In Caparica the fishermen are already working when I arrive. The beach smells of salt, and there is the heavy smell of diesel from the tractors that pull the boats up the sand. You hear the sea and the engines at the same time. The boats come in close to the beach, the men jump into the shallow water, and they pull the nets heavy with fish. The fish slide out onto the sand, still moving, still silver and wet. Voices call across the beach, short and direct. Everyone seems to know exactly where to be and what to do.
I stay a little away at first. Camera in my hand, but I don’t use it. I don’t want to push myself into their work. You can feel when you are not part of something yet. I say bom dia, some look and smile, some don’t. I understand they work, I am just a man with a camera.
I come back more days. I watch. I listen. I try to understand the order of things, the rhythm they have. I learn how they move, when they speak, where I can stand so I am not in the way. But I still struggle to make a connection. I am there, close enough to see everything, but far enough to still feel like an outsider.
Sometimes I fear they see me as a tourist. Maybe I am. A tourist to the fishermen. I don’t come here to buy fish or to earn my living from the sea. I come with my camera, and I go back to my home. I come for my mind to escape. To stand by the sea and watch people who live by it. It makes me feel calm. But it also makes me think: am I here for them, or am I here for me?

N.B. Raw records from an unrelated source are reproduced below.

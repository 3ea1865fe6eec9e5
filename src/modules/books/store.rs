//! SQLite-backed storage for reading records.

use readlog_kernel::Migration;
use sqlx::{Sqlite, SqliteConnection, SqlitePool, Transaction};

use super::models::{BookRecord, NewBook};

/// Errors from the book store.
#[derive(Debug, thiserror::Error)]
pub enum StoreError {
    #[error("no book titled '{0}'")]
    NotFound(String),
    #[error("a book titled '{0}' is already recorded")]
    Conflict(String),
    #[error("database error: {0}")]
    Database(#[from] sqlx::Error),
}

pub(crate) const MIGRATIONS: &[Migration] = &[Migration {
    id: "001_init",
    up: r#"
        CREATE TABLE IF NOT EXISTS books (
            id     INTEGER PRIMARY KEY AUTOINCREMENT,
            title  TEXT    NOT NULL,
            author TEXT    NOT NULL,
            pages  INTEGER NOT NULL,
            start  TEXT    NOT NULL,
            "end"  TEXT    NOT NULL DEFAULT '',
            score  INTEGER NOT NULL DEFAULT -1
        );
        CREATE UNIQUE INDEX IF NOT EXISTS books_title_unique ON books (title);
    "#,
}];

/// Handle to the `books` table, built once at startup and shared by every
/// request. Cloning is cheap; clones share the pool.
#[derive(Clone)]
pub struct BookStore {
    pool: SqlitePool,
}

impl BookStore {
    pub fn new(pool: SqlitePool) -> Self {
        Self { pool }
    }

    /// Every record, in insertion order.
    pub async fn list_all(&self) -> Result<Vec<BookRecord>, StoreError> {
        let rows = sqlx::query_as::<_, BookRecord>(
            r#"
            SELECT id, title, author, pages, start, "end", score
            FROM books
            ORDER BY id
            "#,
        )
        .fetch_all(&self.pool)
        .await?;
        Ok(rows)
    }

    pub async fn find_by_title(&self, title: &str) -> Result<BookRecord, StoreError> {
        let mut con = self.pool.acquire().await?;
        SqliteBookInternal::find_by_title(&mut con, title).await
    }

    /// Insert `book` and return it with its assigned id.
    pub async fn create(&self, book: NewBook) -> Result<BookRecord, StoreError> {
        let mut con = self.pool.acquire().await?;
        SqliteBookInternal::create(&mut con, book).await
    }

    /// Write every mutable field of `record` back to its row.
    pub async fn update(&self, record: &BookRecord) -> Result<(), StoreError> {
        let mut con = self.pool.acquire().await?;
        SqliteBookInternal::update(&mut con, record).await
    }

    pub async fn delete(&self, record: &BookRecord) -> Result<(), StoreError> {
        let mut con = self.pool.acquire().await?;
        SqliteBookInternal::delete(&mut con, record.id).await
    }

    /// Load the record titled `title`, let `mutate` change it and write it
    /// back, all inside one transaction.
    ///
    /// The write lock is taken before the lookup, so a concurrent writer
    /// waits out the busy timeout instead of failing on upgrade.
    pub async fn modify<F>(&self, title: &str, mutate: F) -> Result<BookRecord, StoreError>
    where
        F: FnOnce(&mut BookRecord),
    {
        let mut tx = self.begin_write().await?;
        let mut record = SqliteBookInternal::find_by_title(&mut tx, title).await?;
        mutate(&mut record);
        SqliteBookInternal::update(&mut tx, &record).await?;
        tx.commit().await?;
        Ok(record)
    }

    /// Look up and delete the record titled `title` inside one transaction.
    pub async fn remove(&self, title: &str) -> Result<BookRecord, StoreError> {
        let mut tx = self.begin_write().await?;
        let record = SqliteBookInternal::find_by_title(&mut tx, title).await?;
        SqliteBookInternal::delete(&mut tx, record.id).await?;
        tx.commit().await?;
        Ok(record)
    }

    async fn begin_write(&self) -> Result<Transaction<'static, Sqlite>, StoreError> {
        Ok(self.pool.begin_with("BEGIN IMMEDIATE").await?)
    }

    pub async fn count(&self) -> Result<i64, StoreError> {
        let (count,): (i64,) = sqlx::query_as("SELECT COUNT(*) FROM books")
            .fetch_one(&self.pool)
            .await?;
        Ok(count)
    }
}

struct SqliteBookInternal;

impl SqliteBookInternal {
    async fn find_by_title(
        con: &mut SqliteConnection,
        title: &str,
    ) -> Result<BookRecord, StoreError> {
        sqlx::query_as::<_, BookRecord>(
            r#"
            SELECT id, title, author, pages, start, "end", score
            FROM books
            WHERE title = ?
            ORDER BY id
            LIMIT 1
            "#,
        )
        .bind(title)
        .fetch_optional(con)
        .await?
        .ok_or_else(|| StoreError::NotFound(title.to_string()))
    }

    async fn create(con: &mut SqliteConnection, book: NewBook) -> Result<BookRecord, StoreError> {
        let result = sqlx::query(
            r#"
            INSERT INTO books (title, author, pages, start, "end", score)
            VALUES (?, ?, ?, ?, ?, ?)
            "#,
        )
        .bind(&book.title)
        .bind(&book.author)
        .bind(book.pages)
        .bind(&book.start)
        .bind(&book.end)
        .bind(book.score)
        .execute(con)
        .await
        .map_err(|e| conflict_or(e, &book.title))?;

        Ok(BookRecord {
            id: result.last_insert_rowid(),
            title: book.title,
            author: book.author,
            pages: book.pages,
            start: book.start,
            end: book.end,
            score: book.score,
        })
    }

    async fn update(con: &mut SqliteConnection, record: &BookRecord) -> Result<(), StoreError> {
        sqlx::query(
            r#"
            UPDATE books
            SET title = ?, author = ?, pages = ?, start = ?, "end" = ?, score = ?
            WHERE id = ?
            "#,
        )
        .bind(&record.title)
        .bind(&record.author)
        .bind(record.pages)
        .bind(&record.start)
        .bind(&record.end)
        .bind(record.score)
        .bind(record.id)
        .execute(con)
        .await
        .map_err(|e| conflict_or(e, &record.title))?;
        Ok(())
    }

    async fn delete(con: &mut SqliteConnection, id: i64) -> Result<(), StoreError> {
        sqlx::query("DELETE FROM books WHERE id = ?")
            .bind(id)
            .execute(con)
            .await?;
        Ok(())
    }
}

fn conflict_or(error: sqlx::Error, title: &str) -> StoreError {
    match &error {
        sqlx::Error::Database(db) if db.is_unique_violation() => {
            StoreError::Conflict(title.to_string())
        }
        _ => StoreError::Database(error),
    }
}

#[cfg(test)]
mod tests {
    use super::*;
    use readlog_db::Database;
    use readlog_kernel::settings::DatabaseSettings;

    async fn test_store() -> (Database, BookStore) {
        let db = Database::open_in_memory().await.unwrap();
        let migrations: Vec<(String, Migration)> = MIGRATIONS
            .iter()
            .map(|m| ("books".to_string(), m.clone()))
            .collect();
        db.apply_migrations(&migrations).await.unwrap();
        let store = BookStore::new(db.pool().clone());
        (db, store)
    }

    async fn file_store(dir: &tempfile::TempDir) -> (Database, BookStore) {
        let settings = DatabaseSettings {
            path: dir.path().join("books.sqlite3"),
            ..DatabaseSettings::default()
        };
        let db = Database::open(&settings).await.unwrap();
        let migrations: Vec<(String, Migration)> = MIGRATIONS
            .iter()
            .map(|m| ("books".to_string(), m.clone()))
            .collect();
        db.apply_migrations(&migrations).await.unwrap();
        let store = BookStore::new(db.pool().clone());
        (db, store)
    }

    fn new_book(title: &str) -> NewBook {
        NewBook {
            title: title.to_string(),
            author: "Frank Herbert".to_string(),
            pages: 412,
            start: "02/01/2024".to_string(),
            end: String::new(),
            score: -1,
        }
    }

    #[tokio::test]
    async fn test_create_assigns_ids_in_order() {
        let (_db, store) = test_store().await;
        let first = store.create(new_book("Dune")).await.unwrap();
        let second = store.create(new_book("Emma")).await.unwrap();
        assert!(second.id > first.id);

        let all = store.list_all().await.unwrap();
        assert_eq!(all, vec![first, second]);
        assert_eq!(store.count().await.unwrap(), 2);
    }

    #[tokio::test]
    async fn test_list_empty() {
        let (_db, store) = test_store().await;
        assert!(store.list_all().await.unwrap().is_empty());
    }

    #[tokio::test]
    async fn test_find_missing_title() {
        let (_db, store) = test_store().await;
        let err = store.find_by_title("Nope").await.unwrap_err();
        assert!(matches!(err, StoreError::NotFound(title) if title == "Nope"));
    }

    #[tokio::test]
    async fn test_duplicate_title_conflicts() {
        let (_db, store) = test_store().await;
        store.create(new_book("Dune")).await.unwrap();
        let err = store.create(new_book("Dune")).await.unwrap_err();
        assert!(matches!(err, StoreError::Conflict(_)));
    }

    #[tokio::test]
    async fn test_update_persists_loaded_record() {
        let (_db, store) = test_store().await;
        store.create(new_book("Dune")).await.unwrap();

        let mut record = store.find_by_title("Dune").await.unwrap();
        record.pages = 500;
        store.update(&record).await.unwrap();

        assert_eq!(store.find_by_title("Dune").await.unwrap().pages, 500);
    }

    #[tokio::test]
    async fn test_modify_commits_mutation() {
        let (_db, store) = test_store().await;
        store.create(new_book("Dune")).await.unwrap();

        let updated = store
            .modify("Dune", |record| record.score = 5)
            .await
            .unwrap();
        assert_eq!(updated.score, 5);
        assert_eq!(store.find_by_title("Dune").await.unwrap().score, 5);
    }

    #[tokio::test]
    async fn test_modify_rename_onto_existing_title_rolls_back() {
        let (_db, store) = test_store().await;
        store.create(new_book("Dune")).await.unwrap();
        store.create(new_book("Emma")).await.unwrap();

        let err = store
            .modify("Emma", |record| {
                record.title = "Dune".to_string();
                record.pages = 1;
            })
            .await
            .unwrap_err();
        assert!(matches!(err, StoreError::Conflict(_)));
        assert_eq!(store.find_by_title("Emma").await.unwrap().pages, 412);
    }

    #[tokio::test]
    async fn test_delete_and_remove() {
        let (_db, store) = test_store().await;
        let dune = store.create(new_book("Dune")).await.unwrap();
        store.create(new_book("Emma")).await.unwrap();

        store.delete(&dune).await.unwrap();
        assert!(matches!(
            store.find_by_title("Dune").await,
            Err(StoreError::NotFound(_))
        ));

        let removed = store.remove("Emma").await.unwrap();
        assert_eq!(removed.title, "Emma");
        assert!(matches!(
            store.remove("Emma").await,
            Err(StoreError::NotFound(_))
        ));
        assert_eq!(store.count().await.unwrap(), 0);
    }

    #[tokio::test(flavor = "multi_thread", worker_threads = 4)]
    async fn test_concurrent_modify_on_one_title_all_commit() {
        let dir = tempfile::tempdir().unwrap();
        let (db, store) = file_store(&dir).await;
        store.create(new_book("Dune")).await.unwrap();

        let writers: Vec<_> = (0..8)
            .map(|_| {
                let store = store.clone();
                tokio::spawn(async move { store.modify("Dune", |record| record.score += 1).await })
            })
            .collect();
        for writer in writers {
            writer.await.unwrap().unwrap();
        }

        assert_eq!(store.find_by_title("Dune").await.unwrap().score, -1 + 8);
        db.close().await;
    }

    #[tokio::test(flavor = "multi_thread", worker_threads = 4)]
    async fn test_concurrent_remove_and_modify_do_not_fail_on_lock() {
        let dir = tempfile::tempdir().unwrap();
        let (db, store) = file_store(&dir).await;
        store.create(new_book("Dune")).await.unwrap();

        let remover = {
            let store = store.clone();
            tokio::spawn(async move { store.remove("Dune").await })
        };
        let modifier = {
            let store = store.clone();
            tokio::spawn(async move { store.modify("Dune", |record| record.pages = 1).await })
        };

        remover.await.unwrap().unwrap();
        // Either the update landed first or the row was already gone
        match modifier.await.unwrap() {
            Ok(record) => assert_eq!(record.pages, 1),
            Err(err) => assert!(matches!(err, StoreError::NotFound(_))),
        }
        assert_eq!(store.count().await.unwrap(), 0);
        db.close().await;
    }
}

It’s an ongoing project. I don’t fully know why I’m drawn to it yet. Maybe it’s the discipline of the work, or the way the sea decides everything, no matter what people plan. Maybe it’s the freedom I think I see in them the idea that their lives answer only to tides and weather. Maybe I am romanticising that. But I keep coming back. I want to understand them better, and maybe in that, understand something about myself too.